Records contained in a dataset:
use chrono::{DateTime, NaiveDate, Utc};
use serde::{Deserialize, Serialize};
use utoipa::ToSchema;
use uuid::Uuid;
use validator::Validate;

#[derive(Debug, Clone, Serialize, sqlx::FromRow, ToSchema)]
#[serde(rename_all = "camelCase")]
pub struct Professor {
    pub id: Uuid,
    pub matricula: String,
    pub nome_completo: String,
    pub data_nascimento: NaiveDate,
    pub especialidade: String,
    pub email: String,

    #[serde(skip_serializing)] // IMPORTANTE para segurança
    #[schema(ignore)]
    pub password: String,

    pub admin_id: Uuid,
    pub created_at: DateTime<Utc>,
    pub updated_at: DateTime<Utc>,
}

#[derive(Debug, Deserialize, Validate, ToSchema)]
#[serde(rename_all = "camelCase")]
pub struct CreateProfessorPayload {
    #[validate(custom(function = "crate::models::validate_matricula"))]
    #[schema(example = "25P00001")]
    pub matricula: String,

    #[validate(length(min = 1, message = "O nome completo é obrigatório."))]
    #[schema(example = "Ana Silva")]
    pub nome_completo: String,

    #[schema(value_type = String, format = Date, example = "1980-05-15")]
    pub data_nascimento: NaiveDate,

    #[validate(length(min = 1, message = "A especialidade é obrigatória."))]
    #[schema(example = "Matemática")]
    pub especialidade: String,

    #[validate(email(message = "O e-mail fornecido é inválido."))]
    #[schema(example = "ana.silva@escola.com")]
    pub email: String,

    #[validate(length(min = 6, message = "A senha deve ter no mínimo 6 caracteres."))]
    #[schema(example = "senhaSegura123")]
    pub password: String,
}

#[derive(Debug, Deserialize, Validate, ToSchema)]
#[serde(rename_all = "camelCase")]
pub struct UpdateProfessorPayload {
    #[validate(custom(function = "crate::models::validate_matricula"))]
    pub matricula: Option<String>,

    #[validate(length(min = 1, message = "O nome completo não pode ser vazio."))]
    pub nome_completo: Option<String>,

    #[schema(value_type = Option<String>, format = Date)]
    pub data_nascimento: Option<NaiveDate>,

    #[validate(length(min = 1, message = "A especialidade não pode ser vazia."))]
    pub especialidade: Option<String>,

    #[validate(email(message = "O e-mail fornecido é inválido."))]
    pub email: Option<String>,

    #[validate(length(min = 6, message = "A senha deve ter no mínimo 6 caracteres."))]
    pub password: Option<String>,
}

#[cfg(test)]
mod tests {
    use super::*;

    #[test]
    fn payload_valido_passa() {
        let payload = CreateProfessorPayload {
            matricula: "25P00001".into(),
            nome_completo: "Ana Silva".into(),
            data_nascimento: NaiveDate::from_ymd_opt(1980, 5, 15).unwrap(),
            especialidade: "Matemática".into(),
            email: "ana.silva@escola.com".into(),
            password: "senhaSegura123".into(),
        };
        assert!(payload.validate().is_ok());
    }

    #[test]
    fn matricula_invalida_falha() {
        let payload = CreateProfessorPayload {
            matricula: "abc".into(),
            nome_completo: "Ana Silva".into(),
            data_nascimento: NaiveDate::from_ymd_opt(1980, 5, 15).unwrap(),
            especialidade: "Matemática".into(),
            email: "ana.silva@escola.com".into(),
            password: "senhaSegura123".into(),
        };
        let errors = payload.validate().unwrap_err();
        assert!(errors.field_errors().contains_key("matricula"));
    }

    #[test]
    fn patch_vazio_eh_valido() {
        let payload: UpdateProfessorPayload = serde_json::from_str("{}").unwrap();
        assert!(payload.validate().is_ok());
    }
}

Exercise directions:
Starting with the first line of the entries, transcribe every line up to and including the one with "#[schema(ignore)]".

Answer space:
use chrono::{DateTime, NaiveDate, Utc};
use serde::{Deserialize, Serialize};
use utoipa::ToSchema;
use uuid::Uuid;
use validator::Validate;

#[derive(Debug, Clone, Serialize, sqlx::FromRow, ToSchema)]
#[serde(rename_all = "camelCase")]
pub struct Professor {
    pub id: Uuid,
    pub matricula: String,
    pub nome_completo: String,
    pub data_nascimento: NaiveDate,
    pub especialidade: String,
    pub email: String,

    #[serde(skip_serializing)] // IMPORTANTE para segurança
    #[schema(ignore)]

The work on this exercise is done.